PROVIDED RECORDS Block Start

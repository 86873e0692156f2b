//! Standard normal distribution utilities.

use mx_core::{Error, Result};
use statrs::distribution::{ContinuousCDF, Normal};

/// Natural log of `sqrt(2π)`.
const LN_SQRT_2PI: f64 = 0.918_938_533_204_672_7;

/// Standard normal density `φ(x)`.
#[inline]
pub fn pdf(x: f64) -> f64 {
    (-0.5 * x * x - LN_SQRT_2PI).exp()
}

/// Standard normal CDF `Φ(x)`.
///
/// Uses erfc for better numerical behavior in the tails:
/// `Φ(x) = 0.5 * erfc(-x / sqrt(2))`.
#[inline]
pub fn cdf(x: f64) -> f64 {
    0.5 * statrs::function::erf::erfc(-x / std::f64::consts::SQRT_2)
}

/// Standard normal survival function `1 - Φ(x)`.
#[inline]
pub fn sf(x: f64) -> f64 {
    0.5 * statrs::function::erf::erfc(x / std::f64::consts::SQRT_2)
}

/// `ln Φ(x)`, using the leading tail expansion below -30.
#[inline]
pub fn log_cdf(x: f64) -> f64 {
    if x > -30.0 {
        cdf(x).ln()
    } else {
        -0.5 * x * x - LN_SQRT_2PI - (-x).ln() - 1.0 / (x * x)
    }
}

/// Inverse Mills ratio `φ(x) / Φ(x)`.
///
/// Far in the left tail both terms underflow; the asymptotic expansion
/// `-x - 1/x + 2/x^3` takes over there.
#[inline]
pub fn mills(x: f64) -> f64 {
    if x > -30.0 {
        pdf(x) / cdf(x)
    } else {
        let x2 = x * x;
        -x - 1.0 / x + 2.0 / (x * x2)
    }
}

/// Two-sided p-value of a z statistic.
#[inline]
pub fn two_sided_pval(z: f64) -> f64 {
    if z.is_nan() { f64::NAN } else { (2.0 * sf(z.abs())).min(1.0) }
}

/// Quantile of the standard normal distribution.
pub fn quantile(p: f64) -> Result<f64> {
    if !(p > 0.0 && p < 1.0) {
        return Err(Error::Validation(format!("quantile probability must be in (0,1), got {}", p)));
    }
    let n = Normal::new(0.0, 1.0).map_err(|e| Error::Computation(e.to_string()))?;
    Ok(n.inverse_cdf(p))
}
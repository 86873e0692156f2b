//! Linear models: weighted least squares and linear IV-GMM.
//!
//! # References
//!
//! - Wooldridge, *Econometric Analysis of Cross Section and Panel Data*, Ch. 4-5, 8.
//! - Hansen (1982), "Large sample properties of generalized method of moments estimators."

use nalgebra::{DMatrix, DVector};

use mx_core::{Error, Result};

use crate::corr::{CorrStructure, InfoMethod};
use crate::data::{Microdata, Role};
use crate::estimator::{check_vcov, finish, Estimator, Fit, FitOptions};
use crate::linalg::{inverse, scale_rows, solve, weighted};
use crate::vcov;

/// Normal equations `X'W X b = X'W y`.
///
/// Unit weights and all-ones weights go through the same products, so they
/// produce bit-identical estimates.
pub(crate) fn least_squares(x: &DMatrix<f64>, y: &DVector<f64>, w: Option<&[f64]>, stage: &str) -> Result<DVector<f64>> {
    let xw = weighted(x, w);
    let xtx = x.transpose() * &xw;
    let xty = xw.transpose() * y;
    solve(&xtx, &xty, stage)
}

/// Weighted sum of squared residuals divided by `nobs - k`.
fn residual_variance(u: &DVector<f64>, w: Option<&[f64]>, nobs: f64, k: usize) -> Result<f64> {
    let dof = nobs - k as f64;
    if dof <= 0.0 {
        return Err(Error::Validation(format!("no residual degrees of freedom ({} obs, {} parameters)", nobs, k)));
    }
    let ssr: f64 = match w {
        Some(w) => u.iter().zip(w).map(|(u, w)| w * u * u).sum(),
        None => u.norm_squared(),
    };
    Ok(ssr / dof)
}

/// Ordinary (weighted) least squares of the response on treatment and controls.
#[derive(Debug, Clone)]
pub struct Ols {
    sample: Microdata,
    beta: DVector<f64>,
    vcov: Option<DMatrix<f64>>,
}

impl Fit for Ols {
    type Config = FitOptions;

    fn fit_with(md: &Microdata, config: &FitOptions) -> Result<Self> {
        md.require(&[Role::Response], "OLS")?;
        if !md.has(Role::Control) && !md.has(Role::Treatment) {
            return Err(Error::missing_role(Role::Control.as_str(), "OLS"));
        }
        let x = md.regressors();
        let y = md.response()?;
        let beta = least_squares(&x, &y, md.weights().values(), "OLS normal equations")?;
        log::debug!("OLS: n={} k={}", md.nrows(), beta.len());
        finish(Ols { sample: md.clone(), beta, vcov: None }, config.novar)
    }
}

impl Ols {
    /// `y - offset - Xb`.
    pub fn residuals(&self) -> DVector<f64> {
        let y = self.sample.response().unwrap_or_else(|_| DVector::zeros(self.sample.nrows()));
        y - self.sample.regressors() * &self.beta
    }

    /// Number of coefficients.
    pub fn dof(&self) -> usize {
        self.beta.len()
    }

    /// Residual degrees of freedom, `nobs - k`.
    pub fn dof_residual(&self) -> f64 {
        self.nobs() - self.beta.len() as f64
    }

    /// Weighted coefficient of determination.
    pub fn r2(&self) -> f64 {
        let w = self.sample.weights().to_vector();
        let y = match self.sample.vector(Role::Response) {
            Ok(y) => y.into_owned(),
            Err(_) => return f64::NAN,
        };
        let u = self.residuals();
        let sw = w.sum();
        let ybar = w.dot(&y) / sw;
        let tss: f64 = y.iter().zip(w.iter()).map(|(y, w)| w * (y - ybar).powi(2)).sum();
        let rss: f64 = u.iter().zip(w.iter()).map(|(u, w)| w * u * u).sum();
        1.0 - rss / tss
    }

    /// Adjusted R², `1 - (1 - R²)(n - 1)/(n - k)`.
    pub fn adjr2(&self) -> f64 {
        let n = self.nobs();
        1.0 - (1.0 - self.r2()) * (n - 1.0) / self.dof_residual()
    }
}

impl Estimator for Ols {
    fn name(&self) -> &str {
        "OLS"
    }

    fn sample(&self) -> &Microdata {
        &self.sample
    }

    fn coef(&self) -> &DVector<f64> {
        &self.beta
    }

    fn vcov_opt(&self) -> Option<&DMatrix<f64>> {
        self.vcov.as_ref()
    }

    fn set_vcov(&mut self, vcov: DMatrix<f64>) -> Result<()> {
        check_vcov(self.name(), self.beta.len(), &vcov)?;
        self.vcov = Some(vcov);
        Ok(())
    }

    fn coef_names(&self) -> Vec<String> {
        self.sample.regressor_names()
    }

    fn score(&self) -> DMatrix<f64> {
        let u = self.residuals();
        -scale_rows(&self.sample.regressors(), u.as_slice())
    }

    fn jacobian(&self) -> Result<DMatrix<f64>> {
        let x = self.sample.regressors();
        Ok(x.transpose() * weighted(&x, self.sample.weights().values()))
    }

    fn homoscedastic_vcov(&self, _method: InfoMethod) -> Result<DMatrix<f64>> {
        let s2 = residual_variance(&self.residuals(), self.sample.weights().values(), self.nobs(), self.beta.len())?;
        Ok(self.bread()? * s2)
    }

    fn predict(&self) -> DVector<f64> {
        let xb = self.sample.regressors() * &self.beta;
        match self.sample.offset() {
            Some(o) => xb + o,
            None => xb,
        }
    }

    fn fitted(&self) -> DVector<f64> {
        self.predict()
    }

    fn jacobexp(&self) -> Option<DMatrix<f64>> {
        Some(self.sample.regressors())
    }
}

/// Weight-matrix choice for linear IV.
#[derive(Debug, Clone, Copy, PartialEq, Eq, Default)]
pub enum IvMethod {
    /// Two-stage least squares, `A = (Z'WZ)^-1`.
    #[default]
    Tsls,
    /// Efficient weight from first-step residuals, sandwich variance.
    TwoStepGmm,
    /// Efficient weight from first-step residuals, `(G'Ω^-1 G)^-1` variance.
    OptimalGmm,
}

/// Options for [`Iv`].
#[derive(Debug, Clone, Copy, Default, PartialEq, Eq)]
pub struct IvConfig {
    /// Weight-matrix choice.
    pub method: IvMethod,
    /// Skip the variance computation.
    pub novar: bool,
}

/// Linear instrumental-variables GMM.
///
/// Regressors are treatment then controls; instruments are excluded
/// instruments then controls. The stored weight matrix is in mean scale.
#[derive(Debug, Clone)]
pub struct Iv {
    sample: Microdata,
    method: IvMethod,
    beta: DVector<f64>,
    weight: DMatrix<f64>,
    vcov: Option<DMatrix<f64>>,
}

/// Minimizer of `(Z'W(y - Xb))' A (Z'W(y - Xb))`.
fn linear_gmm(zx: &DMatrix<f64>, zy: &DVector<f64>, a: &DMatrix<f64>) -> Result<DVector<f64>> {
    let ga = zx.transpose() * a;
    solve(&(&ga * zx), &(ga * zy), "IV normal equations")
}

impl Fit for Iv {
    type Config = IvConfig;

    fn fit_with(md: &Microdata, config: &IvConfig) -> Result<Self> {
        md.require(&[Role::Response, Role::Treatment, Role::Instrument], "IV")?;
        let x = md.regressors();
        let z = md.matrix(&[Role::Instrument, Role::Control]);
        if z.ncols() < x.ncols() {
            return Err(Error::Validation(format!(
                "IV is under-identified: {} instruments for {} regressors",
                z.ncols(),
                x.ncols()
            )));
        }
        let y = md.response()?;
        let w = md.weights().values();
        let n = md.nobs();

        let zw = weighted(&z, w);
        let zx = zw.transpose() * &x;
        let zy = zw.transpose() * &y;
        let zz = z.transpose() * &zw;
        let a1 = inverse(&(&zz / n), "IV instrument cross-product")?;
        let beta1 = linear_gmm(&zx, &zy, &a1)?;

        let (beta, weight) = match config.method {
            IvMethod::Tsls => (beta1, a1),
            IvMethod::TwoStepGmm | IvMethod::OptimalGmm => {
                let u = &y - &x * &beta1;
                let omega = match md.corr() {
                    CorrStructure::Homoscedastic { .. } => zz * residual_variance(&u, w, n, 0)?,
                    corr => vcov::meat(&(-scale_rows(&z, u.as_slice())), corr, md.weights())?,
                };
                let a2 = inverse(&(omega / n), "IV moment covariance")?;
                (linear_gmm(&zx, &zy, &a2)?, a2)
            }
        };

        let model = Iv { sample: md.clone(), method: config.method, beta, weight, vcov: None };
        finish(model, config.novar)
    }
}

impl Iv {
    /// Weight-matrix choice used for this fit.
    pub fn method(&self) -> IvMethod {
        self.method
    }

    /// GMM weight matrix (mean scale).
    pub fn weight_matrix(&self) -> &DMatrix<f64> {
        &self.weight
    }

    /// Structural residuals `y - offset - Xb`.
    pub fn residuals(&self) -> DVector<f64> {
        let y = self.sample.response().unwrap_or_else(|_| DVector::zeros(self.sample.nrows()));
        y - self.sample.regressors() * &self.beta
    }

    fn instruments(&self) -> DMatrix<f64> {
        self.sample.matrix(&[Role::Instrument, Role::Control])
    }

    /// OLS of the response on treatment and controls, ignoring instruments.
    pub fn ols(md: &Microdata) -> Result<Ols> {
        Ols::fit(md)
    }

    /// OLS of the (single) treatment on instruments and controls.
    pub fn first_stage(md: &Microdata) -> Result<Ols> {
        md.require(&[Role::Treatment, Role::Instrument], "IV first stage")?;
        if md.width(Role::Treatment) != 1 {
            return Err(Error::Validation(format!(
                "first stage needs exactly one treatment, got {}",
                md.width(Role::Treatment)
            )));
        }
        let fs = md.reassign(&[
            (Role::Response, &[Role::Treatment][..]),
            (Role::Control, &[Role::Instrument, Role::Control][..]),
            (Role::Treatment, &[][..]),
            (Role::Instrument, &[][..]),
            (Role::Offset, &[][..]),
        ]);
        Ols::fit(&fs)
    }

    /// OLS of the response on instruments and controls.
    pub fn reduced_form(md: &Microdata) -> Result<Ols> {
        md.require(&[Role::Response, Role::Instrument], "IV reduced form")?;
        let rf = md.reassign(&[
            (Role::Control, &[Role::Instrument, Role::Control][..]),
            (Role::Treatment, &[][..]),
            (Role::Instrument, &[][..]),
        ]);
        Ols::fit(&rf)
    }
}

impl Estimator for Iv {
    fn name(&self) -> &str {
        match self.method {
            IvMethod::Tsls => "IV (2SLS)",
            IvMethod::TwoStepGmm => "IV (two-step GMM)",
            IvMethod::OptimalGmm => "IV (optimal GMM)",
        }
    }

    fn sample(&self) -> &Microdata {
        &self.sample
    }

    fn coef(&self) -> &DVector<f64> {
        &self.beta
    }

    fn vcov_opt(&self) -> Option<&DMatrix<f64>> {
        self.vcov.as_ref()
    }

    fn set_vcov(&mut self, vcov: DMatrix<f64>) -> Result<()> {
        check_vcov(self.name(), self.beta.len(), &vcov)?;
        self.vcov = Some(vcov);
        Ok(())
    }

    fn coef_names(&self) -> Vec<String> {
        self.sample.regressor_names()
    }

    fn score(&self) -> DMatrix<f64> {
        let u = self.residuals();
        -scale_rows(&self.instruments(), u.as_slice())
    }

    fn jacobian(&self) -> Result<DMatrix<f64>> {
        let zw = weighted(&self.instruments(), self.sample.weights().values());
        Ok(zw.transpose() * self.sample.regressors())
    }

    fn bread(&self) -> Result<DMatrix<f64>> {
        let g = self.jacobian()?;
        let ga = g.transpose() * &self.weight;
        Ok(inverse(&(&ga * &g), "IV bread")? * ga)
    }

    fn homoscedastic_vcov(&self, _method: InfoMethod) -> Result<DMatrix<f64>> {
        let w = self.sample.weights().values();
        let s2 = residual_variance(&self.residuals(), w, self.nobs(), self.beta.len())?;
        let z = self.instruments();
        let zz_inv = inverse(&(z.transpose() * weighted(&z, w)), "IV instrument cross-product")?;
        let g = self.jacobian()?;
        Ok(inverse(&(g.transpose() * zz_inv * &g), "IV homoscedastic variance")? * s2)
    }

    fn variance(&self) -> Result<DMatrix<f64>> {
        match (self.method, self.sample.corr()) {
            (_, CorrStructure::Homoscedastic { method, .. }) => self.homoscedastic_vcov(*method),
            (IvMethod::OptimalGmm, _) => {
                let g = self.jacobian()?;
                let a = &self.weight / self.nobs();
                inverse(&(g.transpose() * a * &g), "IV optimal variance")
            }
            _ => vcov::sandwich(self),
        }
    }

    fn predict(&self) -> DVector<f64> {
        let xb = self.sample.regressors() * &self.beta;
        match self.sample.offset() {
            Some(o) => xb + o,
            None => xb,
        }
    }

    fn fitted(&self) -> DVector<f64> {
        self.predict()
    }

    fn jacobexp(&self) -> Option<DMatrix<f64>> {
        Some(self.sample.regressors())
    }
}
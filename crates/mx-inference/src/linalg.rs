//! Dense linear-algebra helpers shared by the estimators.

use nalgebra::{DMatrix, DVector};

use mx_core::{Error, Result};

/// Relative pivot threshold below which a system is treated as singular.
const PIVOT_TOL: f64 = 1e-13;

fn check_square(a: &DMatrix<f64>, stage: &str) -> Result<()> {
    if a.nrows() != a.ncols() {
        return Err(Error::Computation(format!("{}: expected a square matrix, got {}x{}", stage, a.nrows(), a.ncols())));
    }
    if a.iter().any(|v| !v.is_finite()) {
        return Err(Error::Computation(format!("{}: non-finite entries", stage)));
    }
    Ok(())
}

fn lu_checked(a: &DMatrix<f64>, stage: &str) -> Result<nalgebra::LU<f64, nalgebra::Dyn, nalgebra::Dyn>> {
    check_square(a, stage)?;
    let lu = a.clone().lu();
    let u = lu.u();
    let diag = u.diagonal();
    let max = diag.iter().fold(0.0_f64, |m, v| m.max(v.abs()));
    let min = diag.iter().fold(f64::INFINITY, |m, v| m.min(v.abs()));
    if !(max > 0.0) || min <= PIVOT_TOL * max {
        return Err(Error::singular(stage, a.nrows()));
    }
    Ok(lu)
}

/// Inverse of a square matrix, with [`Error::SingularSystem`] on (near) singularity.
pub fn inverse(a: &DMatrix<f64>, stage: &str) -> Result<DMatrix<f64>> {
    if a.nrows() == 0 && a.ncols() == 0 {
        return Ok(a.clone());
    }
    lu_checked(a, stage)?.try_inverse().ok_or_else(|| Error::singular(stage, a.nrows()))
}

/// Solve `A x = b`.
pub fn solve(a: &DMatrix<f64>, b: &DVector<f64>, stage: &str) -> Result<DVector<f64>> {
    if b.len() != a.nrows() {
        return Err(Error::Computation(format!("{}: rhs has {} rows, system has {}", stage, b.len(), a.nrows())));
    }
    lu_checked(a, stage)?.solve(b).ok_or_else(|| Error::singular(stage, a.nrows()))
}

/// Copy of `x` with row `i` multiplied by `w[i]`.
pub fn scale_rows(x: &DMatrix<f64>, w: &[f64]) -> DMatrix<f64> {
    let mut out = x.clone();
    for (i, mut row) in out.row_iter_mut().enumerate() {
        row *= w[i];
    }
    out
}

/// `x` scaled by observation weights, or a plain copy for unit weights.
pub fn weighted(x: &DMatrix<f64>, w: Option<&[f64]>) -> DMatrix<f64> {
    match w {
        Some(w) => scale_rows(x, w),
        None => x.clone(),
    }
}

/// `(A + A') / 2`.
pub fn symmetrize(a: &DMatrix<f64>) -> DMatrix<f64> {
    (a + a.transpose()) * 0.5
}

/// Largest absolute entry (0 for an empty vector).
pub fn max_abs(v: &DVector<f64>) -> f64 {
    v.iter().fold(0.0_f64, |m, x| m.max(x.abs()))
}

PROVIDED RECORDS Block End

▶ [WORK TASK]: Search the material for the word "CorrStructure" and copy each line where it occurs.

▶ [ANSWER]:
use crate::corr::{CorrStructure, InfoMethod};
                    CorrStructure::Homoscedastic { .. } => zz * residual_variance(&u, w, n, 0)?,
            (_, CorrStructure::Homoscedastic { method, .. }) => self.homoscedastic_vcov(*method),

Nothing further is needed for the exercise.